Supplied records>
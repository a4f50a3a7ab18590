use crate::layers::ForwardMode;
use crate::{LayerBackwardContext, LayerForwardContext, Tensor};

/// Natural logarithm with inputs clamped from below, `ln(max(x, eps))`.
#[derive(Debug)]
pub struct SafeLog {
    /// Lower clamp applied before taking the logarithm
    pub eps: f32,
}

#[derive(Debug)]
pub struct SafeLogForwardContext {
    pub input: Tensor,
}

#[derive(Debug)]
pub struct SafeLogBackwardContext {}

impl Default for SafeLog {
    fn default() -> Self {
        SafeLog { eps: 1e-6 }
    }
}

impl SafeLog {
    pub fn new(eps: f32) -> Self {
        SafeLog { eps }
    }

    pub fn forward(&self, input: Tensor, _mode: &mut ForwardMode) -> (Tensor, LayerForwardContext) {
        let mut output = input.clone();
        for val in output.data.iter_mut() {
            *val = val.max(self.eps).ln();
        }

        (
            output,
            LayerForwardContext::SafeLog(SafeLogForwardContext { input }),
        )
    }

    pub fn backward(
        &self,
        grad_output: Tensor,
        context: &SafeLogForwardContext,
    ) -> (Tensor, LayerBackwardContext) {
        let mut grad_input = grad_output;

        // Clamped inputs receive no gradient
        for (grad, &x) in grad_input.data.iter_mut().zip(context.input.data.iter()) {
            if x > self.eps {
                *grad /= x;
            } else {
                *grad = 0.0;
            }
        }

        (
            grad_input,
            LayerBackwardContext::SafeLog(SafeLogBackwardContext {}),
        )
    }
}
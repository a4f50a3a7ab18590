use crate::layers::ForwardMode;
use crate::{Layer, LayerBackwardContext, LayerForwardContext, Optimizer, Tensor};

/// Sequential neural network, handles forward/backward passes and parameter updates
#[derive(Debug)]
pub struct Network {
    /// Network layers in forward order
    pub layers: Vec<Layer>,
    /// Optimizer for parameter updates
    pub optimizer: Box<dyn Optimizer>,
}

impl Network {
    /// Creates a new network with specified optimizer
    pub fn new(optimizer: Box<dyn Optimizer>) -> Self {
        Network {
            layers: Vec::new(),
            optimizer,
        }
    }

    /// Appends a layer to the network
    pub fn add_layer(&mut self, layer: Layer) {
        self.layers.push(layer);
    }

    /// Initializes optimizer with all trainable parameters from the network
    pub fn initialize_optimizer(&mut self) {
        let all_params: Vec<&Tensor> = self
            .layers
            .iter()
            .flat_map(|layer| layer.get_parameters())
            .collect();

        self.optimizer.init(&all_params);
    }

    /// Total number of trainable values
    pub fn parameter_count(&self) -> usize {
        self.layers
            .iter()
            .flat_map(|layer| layer.get_parameters())
            .map(|param| param.data.len())
            .sum()
    }

    /// Performs forward pass through the network
    ///
    /// # Arguments
    /// * `input` - Input tensor
    /// * `mode` - Training or evaluation (affects dropout and batch normalization)
    ///
    /// # Returns
    /// Tuple of (output tensor, forward contexts needed for backward pass)
    pub fn forward(
        &self,
        input: Tensor,
        mode: &mut ForwardMode,
    ) -> (Tensor, Vec<LayerForwardContext>) {
        let mut current = input;
        let mut contexts = Vec::with_capacity(self.layers.len());

        for layer in &self.layers {
            let (output, context) = layer.forward(current, mode);
            current = output;

            contexts.push(context);
        }

        (current, contexts)
    }

    /// Runs the network in evaluation mode and returns only its output
    pub fn predict(&self, input: Tensor) -> Tensor {
        self.forward(input, &mut ForwardMode::Eval).0
    }

    /// Performs backward pass through the network
    ///
    /// # Arguments
    /// * `grad_output` - Gradient tensor from loss function
    /// * `forward_contexts` - Contexts saved during forward pass
    ///
    /// # Returns
    /// Tuple of (input gradients, backward contexts in reverse layer order)
    pub fn backward(
        &self,
        grad_output: Tensor,
        forward_contexts: &[LayerForwardContext],
    ) -> (Tensor, Vec<LayerBackwardContext>) {
        let mut current = grad_output;
        let mut contexts = Vec::with_capacity(self.layers.len());

        // Process through layers in reverse order
        for (layer, forward_context) in self.layers.iter().zip(forward_contexts.iter()).rev() {
            let (output, context) = layer.backward(current, forward_context);
            current = output;

            contexts.push(context);
        }

        (current, contexts)
    }

    /// Accumulates the batch gradients, updates parameters and clears gradients
    ///
    /// # Arguments
    /// * `forward_contexts` - Forward contexts of the batch
    /// * `backward_contexts` - Backward contexts of the batch, as returned by [`Network::backward`]
    /// * `learning_rate` - Current learning rate
    pub fn update_parameters(
        &mut self,
        forward_contexts: &[LayerForwardContext],
        backward_contexts: &[LayerBackwardContext],
        learning_rate: f32,
    ) {
        let layer_count = self.layers.len();
        for (layer_idx, layer) in self.layers.iter_mut().enumerate() {
            let forward_context = &forward_contexts[layer_idx];
            let backward_context = &backward_contexts[layer_count - 1 - layer_idx];

            layer.update_state(forward_context, backward_context);
        }

        // Collect all parameter-gradient pairs
        let mut param_pairs = Vec::new();
        for layer in self.layers.iter_mut() {
            param_pairs.extend(layer.get_parameter_pairs());
        }

        self.optimizer
            .update_parameters(&mut param_pairs, learning_rate);

        for layer in self.layers.iter_mut() {
            layer.clear_grads();
        }
    }
}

Work required> From the listing above, copy every line where the string "inputs" is found.

Result of this task>
/// Natural logarithm with inputs clamped from below, `ln(max(x, eps))`.
        // Clamped inputs receive no gradient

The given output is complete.